Es difícil juntar en un solo párrafo tal cantidad de cursilerías: los «campos de piel arrastrada», la «niebla eviterna», la «honda cresta de lejanía», el «coro de hombres que cruza la tierra hacia el romper del horizonte», y unos pocos más que cualquier lector poco amigo de chucherías detectará, y que son propios de escritor inmaduro que cree que cada frase, cada palabra, es definitiva, cada página debe pasar a la historia de la literatura. Se manifiesta ese preciosismo, esa esforzada pero despistada voluntad de estilo, que ha sido siempre una tara en la literatura española, y que se aprecia sobre todo en los autores jóvenes, habitualmente más expuestos —por indefensos— a las peores infecciones de la literatura de su tiempo. Por si las cursilerías son pocas, están los tópicos ruralistas: esos «hombres de la tierra, maduros ya del tiempo», esos rostros «cenceños» de «poca carne o mucho hueso», esas «barbas dejadas de navaja, pieles reventadas de sol»
.

III

Apenas un parpadeo prolongado por el sueño y descubres, al devolver la vista a los campos y la carretera, una forma indefinida a lo lejos, en el centro de tu trayectoria, un animal o una persona, figura llena de movimiento.
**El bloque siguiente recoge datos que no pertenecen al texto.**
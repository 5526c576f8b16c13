use std::time::Duration;

/// Per-worker counters and latency summary. Owned exclusively by one worker
/// and never read or written from another thread.
#[derive(Debug)]
pub struct WorkerStats {
    slow_threshold: Duration,
    sent: u64,
    succeeded: u64,
    failed: u64,
    slow: u64,
    latency_count: u64,
    latency_sum_ms: u64,
    min_ms: u64,
    max_ms: u64,
}

impl WorkerStats {
    #[must_use]
    pub const fn new(slow_threshold: Duration) -> Self {
        Self {
            slow_threshold,
            sent: 0,
            succeeded: 0,
            failed: 0,
            slow: 0,
            latency_count: 0,
            latency_sum_ms: 0,
            // Sentinel so the first sample always sets the minimum.
            min_ms: u64::MAX,
            max_ms: 0,
        }
    }

    pub fn record_attempt(&mut self) {
        self.sent = self.sent.saturating_add(1);
    }

    /// Fold a completed request into the counters and the latency summary.
    /// Returns true when the elapsed time met or exceeded the slow-request
    /// threshold, telling the caller to emit a log row.
    pub fn record_outcome(&mut self, success: bool, elapsed: Duration) -> bool {
        if success {
            self.succeeded = self.succeeded.saturating_add(1);
        } else {
            self.failed = self.failed.saturating_add(1);
        }

        let elapsed_ms = u64::try_from(elapsed.as_millis()).unwrap_or(u64::MAX);
        self.latency_count = self.latency_count.saturating_add(1);
        self.latency_sum_ms = self.latency_sum_ms.saturating_add(elapsed_ms);
        self.min_ms = self.min_ms.min(elapsed_ms);
        self.max_ms = self.max_ms.max(elapsed_ms);

        let is_slow = elapsed >= self.slow_threshold;
        if is_slow {
            self.slow = self.slow.saturating_add(1);
        }
        is_slow
    }

    #[must_use]
    pub const fn sent(&self) -> u64 {
        self.sent
    }

    #[must_use]
    pub const fn succeeded(&self) -> u64 {
        self.succeeded
    }

    #[must_use]
    pub const fn failed(&self) -> u64 {
        self.failed
    }

    #[must_use]
    pub const fn slow(&self) -> u64 {
        self.slow
    }

    #[must_use]
    pub const fn latency_count(&self) -> u64 {
        self.latency_count
    }

    /// Derived mean latency; `None` until the first completed outcome.
    #[must_use]
    pub const fn mean_ms(&self) -> Option<u64> {
        self.latency_sum_ms.checked_div(self.latency_count)
    }

    /// Fixed-width one-line summary written to the worker's display row.
    #[must_use]
    pub fn summary_line(&self, worker_index: usize) -> String {
        let (min, max, avg) = if self.latency_count == 0 {
            ("N/A".to_owned(), "N/A".to_owned(), "N/A".to_owned())
        } else {
            (
                format!("{} ms", self.min_ms),
                format!("{} ms", self.max_ms),
                format!("{} ms", self.mean_ms().unwrap_or_default()),
            )
        };

        format!(
            "T#{:<2} S:{:<5} R:{:<5} F:{:<5} L:{:<5} Min:{:>10} Max:{:>10} Avg:{:>10}",
            worker_index, self.sent, self.succeeded, self.failed, self.slow, min, max, avg
        )
    }
}
use std::path::PathBuf;
use thiserror::Error;

#[derive(Debug, Error)]
pub enum ValidationError {
    #[error("Thread count {value} is out of range 1..={max}.")]
    ThreadCountOutOfRange { value: usize, max: usize },
    #[error("Long request threshold must be at least 1ms.")]
    ThresholdTooSmall,
    #[error("Repetition count {value} is out of range 1..={max}.")]
    RepetitionCountOutOfRange { value: u32, max: u32 },
    #[error("Duration {value}s is out of range 1..={max}s.")]
    DurationOutOfRange { value: u64, max: u64 },
    #[error("Repetition count and duration cannot both be specified.")]
    ConflictingModeOptions,
    #[error("Request file '{path}' does not exist.")]
    RequestFileMissing { path: PathBuf },
    #[error("Authorization file '{path}' does not exist.")]
    AuthorizationFileMissing { path: PathBuf },
    #[error("Authorization file '{path}' is empty.")]
    AuthorizationFileEmpty { path: PathBuf },
    #[error("Authorization data must be 'scheme token' (space-separated).")]
    InvalidAuthorizationFormat,
    #[error("Test expectation failed: {message}")]
    TestExpectation { message: &'static str },
    #[error("Test expectation failed: {message}: {value}")]
    TestExpectationValue {
        message: &'static str,
        value: String,
    },
}
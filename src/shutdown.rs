use std::sync::Arc;
use std::sync::atomic::{AtomicBool, Ordering};
use std::thread::JoinHandle;
use std::time::{Duration, Instant};

use crossterm::event::{Event, KeyCode, KeyEvent, KeyModifiers, poll, read};

/// Keyboard polling interval for Ctrl+C detection.
const KEYBOARD_POLL_INTERVAL: Duration = Duration::from_millis(100);

/// Cooperative stop signal: a shared cancel flag, optionally combined with a
/// holder-local deadline. Workers poll it between requests and between
/// cycles, never mid-request.
#[derive(Debug, Clone, Default)]
pub struct StopSignal {
    flag: Arc<AtomicBool>,
    deadline: Option<Instant>,
}

impl StopSignal {
    #[must_use]
    pub fn new() -> Self {
        Self::default()
    }

    /// Derive a combined signal that also fires once `duration` has elapsed.
    /// The shared cancel flag stays shared; the deadline is local to the
    /// returned handle.
    #[must_use]
    pub fn with_deadline(&self, duration: Duration) -> Self {
        Self {
            flag: Arc::clone(&self.flag),
            deadline: Instant::now().checked_add(duration),
        }
    }

    /// Raise the shared cancel flag. Raising an already-raised signal is a
    /// no-op.
    pub fn raise(&self) {
        self.flag.store(true, Ordering::SeqCst);
    }

    #[must_use]
    pub fn is_raised(&self) -> bool {
        if self.flag.load(Ordering::SeqCst) {
            return true;
        }
        self.deadline
            .is_some_and(|deadline| Instant::now() >= deadline)
    }
}

/// Watch the keyboard for Ctrl+C and raise the shared cancel flag once.
///
/// The run owns the terminal in raw mode, so the interrupt arrives as a key
/// event rather than a signal; the process is never force-killed mid-run.
/// The watcher exits once the flag is raised from any side.
pub fn spawn_cancel_watcher(signal: StopSignal) -> JoinHandle<()> {
    std::thread::spawn(move || {
        loop {
            if signal.is_raised() {
                break;
            }

            let has_event = poll(KEYBOARD_POLL_INTERVAL).unwrap_or_default();

            if has_event
                && let Ok(Event::Key(KeyEvent {
                    code: KeyCode::Char('c'),
                    modifiers: KeyModifiers::CONTROL,
                    ..
                })) = read()
            {
                signal.raise();
                break;
            }
        }
    })
}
Aceleras más para reconocer antes la silueta del ciclista, recortado de sombras, arando la carretera sin línea recta, ajeno al automóvil que se acerca desde detrás. Te aproximas al hombre que de cerca es joven y al fin casi niño, y que monta una bicicleta de hierro, con pequeñas alforjas a los lados; un niño grande que saluda con una mano que se agita pañuelo al automóvil cuando lo adelantas y haces sonar la bocina, mientras frenas para detenerte unos metros delante, a un lado de la carretera.
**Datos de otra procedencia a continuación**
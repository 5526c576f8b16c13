
use std::io::Write;
use std::sync::{Arc, Mutex};
use std::time::Duration;

use reqwest::Method;
use url::Url;

use reqvolley::args::RunMode;
use reqvolley::request::RequestSpec;
use reqvolley::shutdown::StopSignal;
use reqvolley::transport::HttpTransport;
use reqvolley::ui::LiveDisplay;
use reqvolley::worker::{Worker, WorkerExit};

use support_server::{refused_address, spawn_http_server};

/// Threshold high enough that no live-server request counts as slow.
const NEVER_SLOW: Duration = Duration::from_secs(3600);

#[derive(Clone, Default)]
struct SharedBuffer {
    inner: Arc<Mutex<Vec<u8>>>,
}

impl SharedBuffer {
    fn contents(&self) -> Result<String, String> {
        let buf = self
            .inner
            .lock()
            .map_err(|_poisoned| "buffer lock poisoned".to_owned())?;
        Ok(String::from_utf8_lossy(&buf).into_owned())
    }
}

impl Write for SharedBuffer {
    fn write(&mut self, data: &[u8]) -> std::io::Result<usize> {
        let mut buf = self
            .inner
            .lock()
            .map_err(|_poisoned| std::io::Error::other("buffer lock poisoned"))?;
        buf.extend_from_slice(data);
        Ok(data.len())
    }

    fn flush(&mut self) -> std::io::Result<()> {
        Ok(())
    }
}

fn captured_display(thread_count: usize) -> (LiveDisplay, SharedBuffer) {
    let buffer = SharedBuffer::default();
    let display = LiveDisplay::with_backend(Box::new(buffer.clone()), Some((120, 30)), thread_count);
    (display, buffer)
}

fn get_spec(base: &str, path: &str) -> Result<RequestSpec, String> {
    let url = Url::parse(&format!("{}{}", base, path))
        .map_err(|err| format!("parse URL failed: {}", err))?;
    Ok(RequestSpec {
        method: Method::GET,
        url,
        headers: Vec::new(),
        body: None,
    })
}

fn run_worker(
    specs: &[RequestSpec],
    mode: RunMode,
    slow_threshold: Duration,
    display: &LiveDisplay,
) -> Result<WorkerExit, String> {
    let transport =
        HttpTransport::new("").map_err(|err| format!("build transport failed: {}", err))?;
    let mut worker = Worker::new(
        0,
        mode,
        specs,
        transport,
        StopSignal::new(),
        slow_threshold,
        display,
    );
    worker.run().map_err(|err| format!("run failed: {}", err))
}

#[test]
fn e2e_worker_replays_against_live_server() -> Result<(), String> {
    let (base, _server) = spawn_http_server()?;
    let specs = vec![get_spec(&base, "/")?];
    let (display, buffer) = captured_display(1);

    let exit = run_worker(&specs, RunMode::Repetitions(2), NEVER_SLOW, &display)?;

    if exit != WorkerExit::Completed {
        return Err("Expected a completed run.".to_owned());
    }
    let painted = buffer.contents()?;
    if !painted.contains("S:2") || !painted.contains("R:2") {
        return Err(format!("Expected 2 sent, 2 succeeded in: {}", painted));
    }
    Ok(())
}

#[test]
fn e2e_zero_threshold_logs_status_and_body_length() -> Result<(), String> {
    let (base, _server) = spawn_http_server()?;
    let specs = vec![get_spec(&base, "/")?];
    let (display, buffer) = captured_display(1);

    run_worker(&specs, RunMode::Repetitions(1), Duration::ZERO, &display)?;

    let painted = buffer.contents()?;
    // The body "load ok" is 7 bytes; only success bodies are measured.
    if !painted.contains("200") || !painted.contains("Len:7") {
        return Err(format!("Expected a 200/Len:7 log row in: {}", painted));
    }
    if !painted.contains("Elapsed:00:") {
        return Err(format!("Expected a formatted elapsed time in: {}", painted));
    }
    Ok(())
}

#[test]
fn e2e_non_success_counts_failed_without_reading_body() -> Result<(), String> {
    let (base, _server) = spawn_http_server()?;
    let specs = vec![get_spec(&base, "/missing")?];
    let (display, buffer) = captured_display(1);

    let exit = run_worker(&specs, RunMode::Repetitions(1), Duration::ZERO, &display)?;

    if exit != WorkerExit::Completed {
        return Err("Request-level failures must not end the run.".to_owned());
    }
    let painted = buffer.contents()?;
    if !painted.contains("F:1") {
        return Err(format!("Expected one failed outcome in: {}", painted));
    }
    if !painted.contains("404") || !painted.contains("Len:0") {
        return Err(format!("Expected a 404/Len:0 log row in: {}", painted));
    }
    Ok(())
}

#[test]
fn e2e_connection_refused_is_a_failed_outcome() -> Result<(), String> {
    let base = refused_address()?;
    let specs = vec![get_spec(&base, "/")?];
    let (display, buffer) = captured_display(1);

    let exit = run_worker(&specs, RunMode::Repetitions(1), Duration::ZERO, &display)?;

    if exit != WorkerExit::Completed {
        return Err("Transport failures must not end the run.".to_owned());
    }
    let painted = buffer.contents()?;
    if !painted.contains("F:1") || !painted.contains("-1") || !painted.contains("Len:0") {
        return Err(format!("Expected a -1/Len:0 failed row in: {}", painted));
    }
    Ok(())
}
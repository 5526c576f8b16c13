use reqwest::Method;
use url::Url;

/// One pre-authored request, built before any worker starts and shared
/// read-only across all workers for the whole run.
#[derive(Debug, Clone)]
pub struct RequestSpec {
    pub method: Method,
    pub url: Url,
    /// Header keys are case-insensitive; values of a repeated key are joined
    /// with `", "` at parse time.
    pub headers: Vec<(String, String)>,
    pub body: Option<String>,
}
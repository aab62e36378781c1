use crate::account::{derive_base_path, select_account};
use crate::context::ClientContext;
use crate::credentials::Credentials;
use crate::error::Error;
use crate::models::TokenResponse;
use crate::oauth::OAuthClient;

/// Result of a completed bootstrap.
#[derive(Debug, Clone)]
pub struct BootstrapOutcome {
    pub account_id: String,
    pub base_path: String,
    pub token: TokenResponse,
}

/// Sequential JWT-grant bootstrap: assertion, token exchange, account
/// resolution, context configuration.
///
/// The context is only written in the final step, so a failure anywhere
/// leaves it exactly as it was. Run once per token lifetime; expiry
/// detection and re-running are the caller's responsibility.
pub struct JwtBootstrap {
    context: ClientContext,
    credentials: Credentials,
    account_id: Option<String>,
}

impl JwtBootstrap {
    pub fn new(context: ClientContext, credentials: Credentials) -> Self {
        Self {
            context,
            credentials,
            account_id: None,
        }
    }

    /// Selects an explicit account instead of the server's first entry.
    pub fn account_id(mut self, account_id: impl Into<String>) -> Self {
        self.account_id = Some(account_id.into());
        self
    }

    pub fn run(&self, client: &OAuthClient) -> Result<BootstrapOutcome, Error> {
        let token = client.request_user_token(&self.credentials)?;
        let user_info = client.get_user_info(&token.access_token)?;
        let account = select_account(&user_info.accounts, self.account_id.as_deref())?;
        let base_path = derive_base_path(&account.base_uri);
        self.context.configure(&token, &base_path)?;
        Ok(BootstrapOutcome {
            account_id: account.account_id.clone(),
            base_path,
            token,
        })
    }
}
use reqwest::blocking::{Client as HttpClient, Response};
use reqwest::StatusCode;
use std::time::Duration;
use url::Url;

use crate::client_defaults::DEFAULT_TIMEOUT;
use crate::credentials::Credentials;
use crate::error::{read_body_with_limit, Error, OAuthErrorResponse, MAX_ERROR_BODY_BYTES};
use crate::environment::Environment;
use crate::models::{TokenResponse, UserInfo};
use crate::oauth::assertion::{build_assertion, Assertion, RETRY_VALIDITY_MARGIN};
use crate::oauth::common;
use crate::oauth::requests::{AuthorizationUriRequest, TokenRequest};

pub struct OAuthClientBuilder {
    base_url: Url,
    timeout: Option<Duration>,
}

impl OAuthClientBuilder {
    /// Creates a builder for the given OAuth base URL.
    pub fn new(base_url: impl AsRef<str>) -> Result<Self, Error> {
        Ok(Self {
            base_url: Url::parse(base_url.as_ref())?,
            timeout: Some(DEFAULT_TIMEOUT),
        })
    }

    /// Sets the request timeout for the underlying HTTP client.
    pub fn timeout(mut self, timeout: Duration) -> Self {
        self.timeout = Some(timeout);
        self
    }

    pub fn build(self) -> Result<OAuthClient, Error> {
        let audience = self
            .base_url
            .host_str()
            .ok_or_else(|| Error::InvalidBaseUrl(self.base_url.to_string()))?
            .to_string();
        let mut builder = HttpClient::builder();
        if let Some(timeout) = self.timeout {
            builder = builder.timeout(timeout);
        }
        let http = builder.build()?;
        Ok(OAuthClient {
            base_url: self.base_url,
            audience,
            http,
        })
    }
}

/// Blocking client for the authorization server: token exchange, identity
/// lookup, and consent URL construction.
pub struct OAuthClient {
    base_url: Url,
    audience: String,
    http: HttpClient,
}

impl OAuthClient {
    pub fn builder(base_url: impl AsRef<str>) -> Result<OAuthClientBuilder, Error> {
        OAuthClientBuilder::new(base_url)
    }

    /// Creates a client pointed at the given environment's OAuth host.
    pub fn for_environment(environment: Environment) -> Result<Self, Error> {
        Self::builder(format!("https://{}", environment.oauth_base_path()))?.build()
    }

    /// Exchanges a user-impersonation JWT grant for a bearer token.
    pub fn request_user_token(&self, credentials: &Credentials) -> Result<TokenResponse, Error> {
        self.request_token(credentials, Some(credentials.user_id.as_str()))
    }

    /// Exchanges an application-level JWT grant (no subject user).
    pub fn request_application_token(
        &self,
        credentials: &Credentials,
    ) -> Result<TokenResponse, Error> {
        self.request_token(credentials, None)
    }

    fn request_token(
        &self,
        credentials: &Credentials,
        subject_user_id: Option<&str>,
    ) -> Result<TokenResponse, Error> {
        let assertion = build_assertion(
            &credentials.integrator_key,
            subject_user_id,
            &credentials.scopes,
            &credentials.private_key_pem,
            credentials.expires_in_secs,
            &self.audience,
        )?;
        let resp = self.post_assertion(&assertion)?;
        self.expect_token(resp, credentials)
    }

    /// Posts the assertion to the token endpoint, retrying at most once on a
    /// transport failure while the assertion is still within its validity
    /// window. Server-side failures are never retried here.
    fn post_assertion(&self, assertion: &Assertion) -> Result<Response, Error> {
        let url = common::build_url(&self.base_url, &["oauth", "token"])?;
        let form = TokenRequest::new(assertion.as_str()).to_form();
        let mut retried = false;
        loop {
            let result = self
                .http
                .post(url.clone())
                .header("Content-Type", "application/x-www-form-urlencoded")
                .body(form.clone())
                .send();
            match result {
                Ok(resp) => return Ok(resp),
                Err(e)
                    if !retried
                        && is_transport_failure(&e)
                        && assertion.valid_for(RETRY_VALIDITY_MARGIN) =>
                {
                    log::warn!("transport failure during token exchange, retrying once: {e}");
                    retried = true;
                }
                Err(e) => return Err(Error::Transport(e)),
            }
        }
    }

    fn expect_token(
        &self,
        resp: Response,
        credentials: &Credentials,
    ) -> Result<TokenResponse, Error> {
        let status = resp.status();
        if status != StatusCode::OK {
            return self.parse_error(resp, Some(credentials));
        }
        let token = resp.json::<TokenResponse>()?;
        if token.access_token.is_empty() {
            return Err(Error::AuthServer(OAuthErrorResponse {
                code: status.as_u16(),
                error: "invalid_response".to_string(),
                error_description: Some("empty access_token in token response".to_string()),
            }));
        }
        Ok(token)
    }

    /// Queries the identity endpoint with the bearer token.
    pub fn get_user_info(&self, access_token: &str) -> Result<UserInfo, Error> {
        let url = common::build_url(&self.base_url, &["oauth", "userinfo"])?;
        let resp = self
            .http
            .get(url)
            .header("Authorization", format!("Bearer {access_token}"))
            .send()?;
        if resp.status() == StatusCode::OK {
            resp.json::<UserInfo>().map_err(Error::from)
        } else {
            self.parse_error(resp, None)
        }
    }

    /// Constructs the authorization URL for the consent flow. Never invoked
    /// by this client.
    pub fn authorization_uri(&self, request: &AuthorizationUriRequest) -> Result<String, Error> {
        let mut url = common::build_url(&self.base_url, &["oauth", "auth"])?;
        url.set_query(Some(&request.to_query()));
        Ok(url.to_string())
    }

    /// The one-time consent URL an operator must visit before the first JWT
    /// exchange for this integration can succeed.
    pub fn jwt_consent_uri(&self, client_id: &str, redirect_uri: &str) -> Result<String, Error> {
        let request = AuthorizationUriRequest::new(client_id, redirect_uri)
            .scopes(common::consent_scopes());
        self.authorization_uri(&request)
    }

    fn parse_error<T>(
        &self,
        mut resp: Response,
        credentials: Option<&Credentials>,
    ) -> Result<T, Error> {
        let status = resp.status();
        let body = read_body_with_limit(&mut resp, MAX_ERROR_BODY_BYTES)?;
        let err = common::parse_oauth_error_body(status, &body);
        if common::is_consent_required(&err) {
            if let Some(credentials) = credentials {
                let consent_uri =
                    self.jwt_consent_uri(&credentials.integrator_key, &credentials.redirect_uri)?;
                log::warn!("user consent not yet granted; grant access once at {consent_uri}");
                return Err(Error::ConsentRequired { consent_uri });
            }
        }
        Err(Error::AuthServer(err))
    }
}

fn is_transport_failure(e: &reqwest::Error) -> bool {
    e.is_timeout() || e.is_connect()
}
Bajas del coche y esperas tranquilo a que llegue el ciclista. Enciendes un cigarrillo que te dibuja tos desde el principio. Tienes tiempo aún para sacar el mapa y extenderlo sobre el capó, como preludio de la rutina inevitable, de la conversación ya sabida cuando el niño llegue hasta ti: al soltar la bicicleta muestra un cuerpo desmadejado, grande y aún creciendo, un rostro de niño para un cuerpo demasiado trabajado, hecho de campo y madrugones, con ropas sencillas que ya le quedan pequeñas, y una gorra de otro tiempo.

—¿Viene desde Madrid en ese coche? —pregunta el niño tras mirar la matrícula, adelantando así la rutina de los adultos, las mismas preguntas de otras veces, la respuesta previsiblemente decepcionante.

—Estoy buscando un pueblo... Eres de por aquí, ¿no?

—Sí... Soy de Lubrín —dice el niño con una sonrisa, mientras se coloca una visera de dedos y estira otra mano hacia el horizonte, señalando a la nada, al vientre de la sierra.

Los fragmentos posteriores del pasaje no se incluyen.